Note: This was originally posted on 5th January 2011 at http://forums.arm.com

Hi.

the cortex documentation speak about register bank for vector usage.
That's great, but I do not really understand what is a vector instruction (using those bank)

Does anybody can give me an example using the register bank and vpf vector instruction ?

Thank's
  • Note: This was originally posted on 7th January 2011 at http://forums.arm.com


    That is the older, deprecated "VFP vector" or "short vector" mode.  It's not supported (in hardware) on the Cortex-A nor Cortex-R processors (as far as I know).



    I'm agree with you.
    But this is the only usage I found for the bank register.

    NEON do not use the bank registrer.
    Most of NEON instruction can use all NEON registrer without any restriction.

  • Note: This was originally posted on 19th January 2011 at http://forums.arm.com


    I'm agree with you.
    But this is the only usage I found for the bank register.

    NEON do not use the bank registrer.
    Most of NEON instruction can use all NEON registrer without any restriction.

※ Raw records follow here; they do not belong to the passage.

//! RGB to grayscale conversion using ITU-R BT.601 luminance weighting.

use image::RgbImage;

/// Convert an RGB image to one luminance sample per pixel.
///
/// The luminance formula is: Y = 0.299*R + 0.587*G + 0.114*B
///
/// Integer math keeps the hot path free of floating point; the
/// coefficients are scaled by 1000 (299 + 587 + 114 = 1000), so the
/// result is always in [0, 255] and monotonic in channel brightness.
///
/// # Arguments
/// * `image` - A decoded RGB image
///
/// # Returns
/// A vector of luminance values (0-255), one per pixel, row-major.
pub fn to_grayscale(image: &RgbImage) -> Vec<u8> {
    let pixel_count = image.width() as usize * image.height() as usize;
    let mut gray = Vec::with_capacity(pixel_count);

    for rgb in image.as_raw().chunks_exact(3) {
        let r = rgb[0] as u32;
        let g = rgb[1] as u32;
        let b = rgb[2] as u32;
        let luminance = (299 * r + 587 * g + 114 * b) / 1000;
        gray.push(luminance as u8);
    }

    gray
}
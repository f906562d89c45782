//! Error types for the transcoding pipeline.

/// Errors that can occur while transcoding an image.
///
/// The pipeline is deterministic, so none of these are worth retrying;
/// they are returned to the caller as-is. Numeric edge cases (index
/// clamping, zero-row clamping) saturate instead of erroring.
#[derive(Debug, thiserror::Error)]
pub enum RenderError {
    /// A render parameter failed validation at pipeline entry.
    #[error("invalid parameter: {0}")]
    InvalidParameter(String),
    /// The decoded source image is structurally unusable.
    #[error("invalid image: {0}")]
    InvalidImage(String),
    /// The external decoder rejected the source bytes.
    #[error("failed to decode image: {0}")]
    Decode(#[from] image::ImageError),
}
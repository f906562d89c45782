//! Text and SVG encoding of the glyph grid.

use super::grid::GlyphGrid;
use super::target::SvgStyle;

/// Line height as a multiple of the font size.
const LINE_HEIGHT_FACTOR: f32 = 1.2;

/// Horizontal advance of one monospace glyph as a multiple of the font
/// size, used to size the SVG document.
const GLYPH_ADVANCE_FACTOR: f32 = 0.6;

/// Reflow the glyph grid into newline-separated text.
///
/// Every line carries exactly `columns` glyphs except possibly the last,
/// which holds the remainder. Lines are joined by single newlines with no
/// trailing newline; an empty grid encodes to the empty string.
pub fn to_text(grid: &GlyphGrid) -> String {
    let mut out = String::with_capacity(grid.len() + grid.rows());
    for (i, row) in grid.rows_iter().enumerate() {
        if i > 0 {
            out.push('\n');
        }
        out.extend(row.iter());
    }
    out
}

/// Encode the glyph grid as a self-contained neon-styled SVG document.
///
/// One `<text>` element per row at `y = line_height * (row + 1)`, with
/// `line_height = font_size * 1.2` and the document sized to fit every
/// row. Styling lives at document level (a `<style>` rule plus one glow
/// filter on the enclosing group), keeping the encoding O(rows). All
/// XML-significant characters in glyph rows are escaped, so the document
/// stays well-formed for any palette content. An empty grid produces a
/// minimal document with zero text elements and zero height.
pub fn to_svg(grid: &GlyphGrid, style: &SvgStyle) -> String {
    let line_height = style.font_size * LINE_HEIGHT_FACTOR;
    let height = line_height * grid.rows() as f32;
    let advance = style.font_size * GLYPH_ADVANCE_FACTOR + style.letter_spacing;
    let width = advance * grid.columns() as f32;
    let glow = style.glow_radius > 0.0;

    let mut svg = String::with_capacity(grid.len() + 512);
    svg.push_str(&format!(
        "<svg xmlns=\"http://www.w3.org/2000/svg\" width=\"{}\" height=\"{}\" \
         viewBox=\"0 0 {} {}\" xml:space=\"preserve\">\n",
        width, height, width, height
    ));

    if glow {
        // Two blur taps at decreasing radii merged under the crisp source
        // approximate a neon bloom without touching individual glyphs.
        svg.push_str(&format!(
            "<defs><filter id=\"glow\" x=\"-50%\" y=\"-50%\" width=\"200%\" height=\"200%\">\
             <feGaussianBlur in=\"SourceGraphic\" stdDeviation=\"{}\" result=\"halo\"/>\
             <feGaussianBlur in=\"SourceGraphic\" stdDeviation=\"{}\" result=\"core\"/>\
             <feMerge><feMergeNode in=\"halo\"/><feMergeNode in=\"core\"/>\
             <feMergeNode in=\"SourceGraphic\"/></feMerge></filter></defs>\n",
            style.glow_radius,
            style.glow_radius * 0.5
        ));
    }

    svg.push_str(&format!(
        "<style>text {{ font-family: \"Courier New\", monospace; font-size: {}px; \
         letter-spacing: {}px; fill: {}; }}</style>\n",
        style.font_size,
        style.letter_spacing,
        escape_xml(&style.color)
    ));
    svg.push_str(&format!(
        "<rect width=\"{}\" height=\"{}\" fill=\"#000\"/>\n",
        width, height
    ));

    if glow {
        svg.push_str("<g filter=\"url(#glow)\">\n");
    } else {
        svg.push_str("<g>\n");
    }
    for (i, row) in grid.rows_iter().enumerate() {
        let y = line_height * (i + 1) as f32;
        svg.push_str(&format!("<text x=\"0\" y=\"{}\">", y));
        for &glyph in row {
            escape_into(&mut svg, glyph);
        }
        svg.push_str("</text>\n");
    }
    svg.push_str("</g>\n</svg>\n");

    svg
}

/// Append one glyph, escaping the XML-significant characters.
fn escape_into(out: &mut String, glyph: char) {
    match glyph {
        '&' => out.push_str("&amp;"),
        '<' => out.push_str("&lt;"),
        '>' => out.push_str("&gt;"),
        '"' => out.push_str("&quot;"),
        '\'' => out.push_str("&apos;"),
        _ => out.push(glyph),
    }
}

/// Escape a whole string for use in SVG content.
fn escape_xml(s: &str) -> String {
    let mut out = String::with_capacity(s.len());
    for ch in s.chars() {
        escape_into(&mut out, ch);
    }
    out
}

#[cfg(test)]
mod tests {
    use super::*;

    #[test]
    fn test_text_empty_grid() {
        let grid = GlyphGrid::new(Vec::new(), 80);
        assert_eq!(to_text(&grid), "");
    }

    #[test]
    fn test_text_no_trailing_newline() {
        let grid = GlyphGrid::new(vec!['#'; 6], 3);
        assert_eq!(to_text(&grid), "###\n###");
    }

    #[test]
    fn test_text_partial_last_line() {
        let grid = GlyphGrid::new(vec!['x'; 7], 3);
        assert_eq!(to_text(&grid), "xxx\nxxx\nx");
    }

    #[test]
    fn test_escape_covers_markup_characters() {
        let mut out = String::new();
        for ch in ['&', '<', '>', '"', '\'', 'a'] {
            escape_into(&mut out, ch);
        }
        assert_eq!(out, "&amp;&lt;&gt;&quot;&apos;a");
    }

    #[test]
    fn test_svg_empty_grid_has_zero_height() {
        let grid = GlyphGrid::new(Vec::new(), 80);
        let svg = to_svg(&grid, &SvgStyle::default());
        assert!(svg.contains("height=\"0\""));
        assert!(!svg.contains("<text"));
        assert!(svg.ends_with("</svg>\n"));
    }

    #[test]
    fn test_svg_rows_positioned_by_line_height() {
        let grid = GlyphGrid::new(vec!['#'; 4], 2);
        let style = SvgStyle {
            font_size: 10.0,
            ..SvgStyle::default()
        };
        let svg = to_svg(&grid, &style);
        assert!(svg.contains("y=\"12\""));
        assert!(svg.contains("y=\"24\""));
    }

    #[test]
    fn test_svg_glow_disabled_without_radius() {
        let grid = GlyphGrid::new(vec!['#'; 2], 2);
        let style = SvgStyle {
            glow_radius: 0.0,
            ..SvgStyle::default()
        };
        let svg = to_svg(&grid, &style);
        assert!(!svg.contains("<filter"));
        assert!(!svg.contains("url(#glow)"));
    }
}
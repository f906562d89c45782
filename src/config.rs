//! Configuration file handling for neonscii.
//!
//! Loads configuration from `~/.config/neonscii/config.toml` or a custom path.

use serde::Deserialize;
use std::path::{Path, PathBuf};

/// Configuration file structure for neonscii.
/// Loaded from ~/.config/neonscii/config.toml (or custom path via --config).
#[derive(Debug, Deserialize, Default)]
pub struct Config {
    #[serde(default)]
    pub render: RenderConfig,
    #[serde(default)]
    pub svg: SvgConfig,
}

/// Default render settings; each is overridden by the matching CLI flag.
#[derive(Debug, Deserialize, Default)]
pub struct RenderConfig {
    #[serde(default)]
    pub width: Option<u32>,
    #[serde(default)]
    pub charset: Option<String>,
    #[serde(default)]
    pub palette: Option<String>,
    #[serde(default)]
    pub sharpen: bool,
    #[serde(default)]
    pub invert: bool,
    #[serde(default)]
    pub aspect: Option<f32>,
}

/// Default SVG styling; each is overridden by the matching CLI flag.
#[derive(Debug, Deserialize, Default)]
pub struct SvgConfig {
    #[serde(default)]
    pub color: Option<String>,
    #[serde(default)]
    pub glow_radius: Option<f32>,
    #[serde(default)]
    pub font_size: Option<f32>,
    #[serde(default)]
    pub letter_spacing: Option<f32>,
}

impl Config {
    /// Load configuration from a file path.
    /// Returns default config if the file doesn't exist.
    /// Returns an error if the file exists but cannot be parsed.
    pub fn load(path: Option<&Path>) -> Result<Self, ConfigError> {
        let path = path.map(PathBuf::from).unwrap_or_else(default_path);

        if path.exists() {
            let content = std::fs::read_to_string(&path).map_err(|e| ConfigError::IoError {
                path: path.clone(),
                source: e,
            })?;
            let config: Config = toml::from_str(&content).map_err(|e| ConfigError::ParseError {
                path: path.clone(),
                source: e,
            })?;
            Ok(config)
        } else {
            Ok(Config::default())
        }
    }
}

/// Errors that can occur when loading configuration.
#[derive(Debug)]
pub enum ConfigError {
    IoError {
        path: PathBuf,
        source: std::io::Error,
    },
    ParseError {
        path: PathBuf,
        source: toml::de::Error,
    },
}

impl std::fmt::Display for ConfigError {
    fn fmt(&self, f: &mut std::fmt::Formatter<'_>) -> std::fmt::Result {
        match self {
            ConfigError::IoError { path, source } => {
                write!(
                    f,
                    "Failed to read config file '{}': {}",
                    path.display(),
                    source
                )
            }
            ConfigError::ParseError { path, source } => {
                write!(
                    f,
                    "Failed to parse config file '{}': {}",
                    path.display(),
                    source
                )
            }
        }
    }
}

impl std::error::Error for ConfigError {
    fn source(&self) -> Option<&(dyn std::error::Error + 'static)> {
        match self {
            ConfigError::IoError { source, .. } => Some(source),
            ConfigError::ParseError { source, .. } => Some(source),
        }
    }
}

/// Get the default config file path.
pub fn default_path() -> PathBuf {
    dirs::config_dir()
        .map(|d| d.join("neonscii").join("config.toml"))
        .unwrap_or_else(|| {
            let home = std::env::var("HOME").unwrap_or_else(|_| ".".to_string());
            PathBuf::from(home).join(".config/neonscii/config.toml")
        })
}
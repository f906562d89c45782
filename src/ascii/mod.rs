//! Image-to-glyph transcoding pipeline.
//!
//! Converts a decoded raster image into a monochrome glyph mosaic in four
//! ordered stages:
//!
//! 1. **Resize** - rescale to the target column count, compensating for
//!    text cells being taller than wide
//! 2. **Reduce** - BT.601 grayscale, with an optional sharpening pass
//! 3. **Quantize** - map each luminance sample to a palette glyph
//! 4. **Encode** - reflow into fixed-width text or a neon-styled SVG
//!    document
//!
//! The pipeline is a pure function from (image, target) to a string: it is
//! single-threaded, never blocks on I/O, holds no state across
//! invocations, and either returns a complete render or an error with no
//! partial output. Concurrent renders need no coordination beyond giving
//! each invocation its own [`RenderTarget`].
//!
//! # Palettes
//!
//! Multiple glyph ramps are available via [`Charset`], or any custom ramp
//! through [`GlyphPalette::new`]. Index 0 is always the glyph for the
//! darkest sample.

mod encode;
mod errors;
mod grayscale;
mod grid;
mod palette;
mod quantize;
mod resize;
mod sharpen;
mod target;

pub use encode::{to_svg, to_text};
pub use errors::RenderError;
pub use grayscale::to_grayscale;
pub use grid::GlyphGrid;
pub use palette::{
    Charset, GlyphPalette, BLOCKS_PALETTE, CLASSIC_PALETTE, MINIMAL_PALETTE, STANDARD_PALETTE,
};
pub use quantize::{glyph_index, map_to_grid};
pub use resize::{resize_to_columns, target_rows};
pub use sharpen::sharpen;
pub use target::{
    OutputMode, RenderTarget, SvgStyle, DEFAULT_CHAR_ASPECT, DEFAULT_COLUMNS, DEFAULT_FONT_SIZE,
    DEFAULT_GLOW_RADIUS, DEFAULT_STROKE_COLOR,
};

use image::DynamicImage;

/// Render a decoded image with the given configuration.
///
/// Runs the full pipeline and returns the encoded output: plain text or
/// SVG markup depending on `mode`. The source image is not mutated.
pub fn transcode(
    image: &DynamicImage,
    target: &RenderTarget,
    mode: OutputMode,
) -> Result<String, RenderError> {
    target.validate()?;

    let resized = resize::resize_to_columns(image, target.columns, target.char_aspect)?;
    let rgb = resized.to_rgb8();
    let mut luma = grayscale::to_grayscale(&rgb);
    if target.sharpen {
        luma = sharpen::sharpen(&luma, rgb.width(), rgb.height());
    }
    let grid = quantize::map_to_grid(&luma, target.columns as usize, &target.palette, target.invert);
    log::debug!(
        "quantized {} samples into {}x{} grid",
        grid.len(),
        grid.columns(),
        grid.rows()
    );

    Ok(match mode {
        OutputMode::Text => encode::to_text(&grid),
        OutputMode::Svg => encode::to_svg(&grid, &target.style),
    })
}

/// Decode source bytes and render them.
///
/// Decoder failures surface verbatim as [`RenderError::Decode`]; the
/// format is whatever the decoder recognizes from the byte signature.
pub fn transcode_bytes(
    bytes: &[u8],
    target: &RenderTarget,
    mode: OutputMode,
) -> Result<String, RenderError> {
    let image = image::load_from_memory(bytes)?;
    transcode(&image, target, mode)
}
use crate::table::{NodeRow, TableLine, render_table};
use chrono::{DateTime, Local};
use colored::Colorize;
use std::path::Path;

pub struct SummaryPaths<'a> {
    pub csv: Option<&'a Path>,
    pub html: Option<&'a Path>,
}

pub struct SummaryContext<'a> {
    pub source: &'a str,
    pub total_hosts: usize,
    pub etx_prefixes: usize,
    pub run_started_at: &'a DateTime<Local>,
    pub paths: SummaryPaths<'a>,
    pub rows: &'a [NodeRow],
    pub full_output: bool,
}

#[derive(Debug, Clone, Copy, PartialEq, Eq)]
pub struct SummaryCounts {
    pub nodes: usize,
    pub total_hosts: usize,
    pub with_etx: usize,
    pub services: usize,
}

pub fn summary_counts(context: &SummaryContext<'_>) -> SummaryCounts {
    SummaryCounts {
        nodes: context.rows.len(),
        total_hosts: context.total_hosts,
        with_etx: context.rows.iter().filter(|row| row.etx.is_some()).count(),
        services: context.rows.iter().map(|row| row.services).sum(),
    }
}

pub fn print_summary(context: &SummaryContext<'_>) {
    println!();
    print_summary_header(context);
    print_summary_paths(&context.paths);
    println!();
    println!("{}", "Nodes".bold().bright_magenta());
    let table_width = print_node_table(context.rows, context.full_output);
    if table_width > 0 {
        let divider = "=".repeat(table_width);
        println!("{}", divider.bright_cyan());
    }
}

fn print_summary_header(context: &SummaryContext<'_>) {
    println!(
        "{}",
        "====================== Mesh Node Table ======================"
            .bold()
            .bright_cyan()
    );
    println!(
        "{} {}",
        "Run started".bright_yellow().bold(),
        context
            .run_started_at
            .format("%Y-%m-%d %H:%M:%S %Z")
            .to_string()
            .bright_white()
    );
    println!(
        "{} {}",
        "Source".bright_yellow().bold(),
        context.source.bright_white()
    );
    let counts = summary_counts(context);
    println!(
        "{} {} | {} | {} | {}",
        "Counts".bright_yellow().bold(),
        format!("Nodes: {}", counts.nodes).bright_white(),
        format!("Hosts: {}", counts.total_hosts).bright_white(),
        format!("With ETX: {}/{}", counts.with_etx, counts.nodes).bright_white(),
        format!("Services: {}", counts.services).bright_white()
    );
    println!(
        "{} {}",
        "ETX prefixes".bright_yellow().bold(),
        context.etx_prefixes.to_string().bright_white()
    );
}

fn print_summary_paths(paths: &SummaryPaths<'_>) {
    print_path_line("Nodes CSV", paths.csv, "not saved (use --save-csv)");
    print_path_line("HTML Report", paths.html, "not saved (use --save-html)");
}

fn print_path_line(label: &str, path: Option<&Path>, hint: &str) {
    let label_colored = label.bright_yellow().bold();
    match path {
        Some(path) => println!(
            "{} {}",
            label_colored,
            format!("{}", path.display()).bright_white()
        ),
        None => println!("{} {}", label_colored, hint.bright_black()),
    }
}

fn print_node_table(rows: &[NodeRow], full_output: bool) -> usize {
    let table = render_table(rows, full_output);
    for line in &table.lines {
        match line {
            TableLine::Header(text) => println!("{}", text.bold().bright_white()),
            TableLine::Separator(text) | TableLine::Hint(text) => {
                println!("{}", text.bright_black());
            }
            TableLine::Row(text) => println!("{}", text.bright_green()),
            TableLine::Child(text) => println!("{}", text.green()),
        }
    }
    table.width()
}
use crate::export::write_output_file;
use crate::formatting::format_count;
use crate::table::NodeRow;
use anyhow::Result;
use chrono::{DateTime, Local};
use maud::{DOCTYPE, Markup, PreEscaped, html};
use minify_html::{Cfg, minify};
use std::path::Path;

pub struct HtmlReportContext<'a> {
    pub source: &'a str,
    pub total_hosts: usize,
    pub run_started_at: &'a DateTime<Local>,
    pub rows: &'a [NodeRow],
    pub csv_path: Option<&'a Path>,
    pub output_path: &'a Path,
}

pub async fn save_html_report(context: &HtmlReportContext<'_>) -> Result<()> {
    let html = render_html_report(context);
    write_output_file(context.output_path, html.as_bytes()).await
}

pub fn render_html_report(context: &HtmlReportContext<'_>) -> String {
    let markup = render_markup(context).into_string();
    let cfg = Cfg {
        minify_css: true,
        ..Cfg::default()
    };
    String::from_utf8_lossy(&minify(markup.as_bytes(), &cfg)).into_owned()
}

fn render_markup(context: &HtmlReportContext<'_>) -> Markup {
    let generated_at = context
        .run_started_at
        .format("%Y-%m-%d %H:%M:%S %Z")
        .to_string();
    let with_etx = context.rows.iter().filter(|row| row.etx.is_some()).count();
    let services: usize = context.rows.iter().map(|row| row.services).sum();
    let title = format!(
        "Mesh Nodes - {}",
        context.run_started_at.format("%Y-%m-%d")
    );

    html! {
        (DOCTYPE)
        html lang="en" {
            head {
                meta charset="utf-8";
                meta name="viewport" content="width=device-width, initial-scale=1";
                title { (title) }
                style { (PreEscaped(REPORT_STYLE)) }
            }
            body {
                div.page {
                    header.hero {
                        div.pill { "meshtable v" (env!("CARGO_PKG_VERSION")) }
                        h1 { "Mesh Nodes" }
                        div.meta {
                            div { span.label { "Generated" } span.value.mono { (generated_at) } }
                            div { span.label { "Source" } span.value.mono { (context.source) } }
                        }
                    }
                    section.cards {
                        (card("Nodes", context.rows.len()))
                        (card("Total hosts", context.total_hosts))
                        (card("With ETX", with_etx))
                        (card("Services", services))
                    }
                    section.table-section {
                        h2 { "Nodes" }
                        (render_table(context.rows))
                    }
                    (render_downloads(context))
                    footer.footer {
                        "ETX is the Babel route metric as reported by the mesh manager."
                    }
                }
            }
        }
    }
}

fn card(label: &str, value: usize) -> Markup {
    html! {
        div.card {
            div.card-label { (label) }
            div.card-value { (value) }
        }
    }
}

fn render_table(rows: &[NodeRow]) -> Markup {
    html! {
        @if rows.is_empty() {
            p.muted { "No nodes available." }
        } @else {
            div.table-wrap {
                table {
                    thead {
                        tr {
                            th { "#" }
                            th { "Hostname" }
                            th { "IP" }
                            th.num { "ETX" }
                            th.num { "Services" }
                            th.num { "Children" }
                        }
                    }
                    tbody {
                        @for (position, row) in rows.iter().enumerate() {
                            tr {
                                td.num { (position + 1) }
                                td.host { (row.hostname) }
                                td.mono { (row.ip.to_string()) }
                                td.num.etx { (row.etx_cell()) }
                                td.num { (format_count(row.services)) }
                                td.num { (format_count(row.children)) }
                            }
                        }
                    }
                }
            }
        }
    }
}

fn render_downloads(context: &HtmlReportContext<'_>) -> Markup {
    html! {
        section.downloads {
            h3 { "Downloads" }
            @if let Some(path) = context.csv_path {
                @let full_display = path.to_string_lossy();
                @let display_name = path
                    .file_name()
                    .and_then(|name| name.to_str())
                    .unwrap_or(full_display.as_ref());
                div.download-item {
                    div.download-label { "Nodes CSV" }
                    @if let Some(rel) = relative_link(context.output_path, path) {
                        a.download-link href=(rel) title=(full_display.as_ref()) { (display_name) }
                    } @else {
                        span.download-path title=(full_display.as_ref()) { (display_name) }
                    }
                }
            } @else {
                p.muted { "No CSV file was saved. Use --save-csv." }
            }
        }
    }
}

fn relative_link(html_path: &Path, target: &Path) -> Option<String> {
    let html_dir = html_path.parent()?;
    let target_dir = target.parent()?;
    if html_dir == target_dir {
        target
            .file_name()
            .and_then(|name| name.to_str())
            .map(std::string::ToString::to_string)
    } else {
        None
    }
}

const REPORT_STYLE: &str = r"
:root {
  --bg: #f4f6f8;
  --ink: #1c2430;
  --muted: #66707c;
  --card: #ffffff;
  --accent: #2a7f62;
  --border: #dde3ea;
}

* {
  box-sizing: border-box;
}

body {
  margin: 0;
  font-family: system-ui, sans-serif;
  color: var(--ink);
  background: var(--bg);
}

.page {
  max-width: 1100px;
  margin: 0 auto;
  padding: 40px 24px 56px;
}

.hero {
  background: var(--card);
  border: 1px solid var(--border);
  border-radius: 16px;
  padding: 28px 32px;
}

.pill {
  display: inline-block;
  padding: 4px 12px;
  border-radius: 999px;
  background: var(--accent);
  color: #fff;
  font-size: 12px;
}

.meta {
  display: flex;
  gap: 32px;
}

.label {
  display: block;
  color: var(--muted);
  font-size: 12px;
  text-transform: uppercase;
}

.mono {
  font-family: ui-monospace, monospace;
}

.cards {
  display: grid;
  grid-template-columns: repeat(auto-fit, minmax(160px, 1fr));
  gap: 16px;
  margin: 24px 0;
}

.card {
  background: var(--card);
  border: 1px solid var(--border);
  border-radius: 12px;
  padding: 16px 20px;
}

.card-label {
  color: var(--muted);
  font-size: 13px;
}

.card-value {
  font-size: 28px;
  font-weight: 600;
}

.table-wrap {
  overflow-x: auto;
  background: var(--card);
  border: 1px solid var(--border);
  border-radius: 12px;
}

table {
  width: 100%;
  border-collapse: collapse;
}

th,
td {
  padding: 8px 12px;
  border-bottom: 1px solid var(--border);
  text-align: left;
}

.num {
  text-align: right;
  font-variant-numeric: tabular-nums;
}

.muted,
.footer {
  color: var(--muted);
}
";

    With the VFP architecture, the VFP registers were divided into 4 banks. So you had:

    Bank #0: S0-S7 and D0-D3
    Bank #1: S8-S15 and D4-D7
    Bank #2: S16-S23 and D8-D11
    Bank #3: S24-S31 and D12-D15

    When you set the VFP vector arity to greater than 1, Banks #1 through #3 were used for vector operations, while Bank #0 was reserved for scalar operations. That way, even if you had set the vector arity to say 4 and were performing operations on 32-bit floating point 4-vectors, you still could use registers S0-S7 for scalar 32-bit floating point operations without having to switch the VFP unit's vector arity back to 1.

    Of course, now that VFP is deprecated on ARMv7 based architectures such as Cortex, NEON is the way to go. VFP instructions with the arity set above 1 on ARMv7/NEON processors will perform much slower, so you should avoid using them on those platforms and use the NEON pipeline instead.

    Edit: There was another interesting property of register addressing when used in vector operations that I had forgotten to mention. The subsequent registers comprising a vector would wrap around on the register bank boundaries. So if you issued the following instruction when the vector arity was set to 4:

    fadds s16, s14, s20

    The first vector operand starting at register s14 would wrap around so that it would be {s14, s15, s8, s9}. It would be the equivalent of:

    s16 = s14 + s20
    s17 = s15 + s21
    s18 = s8 + s22
    s19 = s9 + s23

    You could exploit this trick to perform shuffling of vector components without additional instructions.
  • Note: This was originally posted on 5th January 2011 at http://forums.arm.com

    In archtecture v7-A processors that have the feature (for example Cortex-A5, -A8, -A9, -A15), you want to use the Advanced SIMD (also known as NEON) instructions, e.g. VLD1.16/VADD.I16/VST1.16.  They use a register bank where the registers are named D0-D31 (overlapped with Q0-Q15) that is separate from the integer registers R0-R14.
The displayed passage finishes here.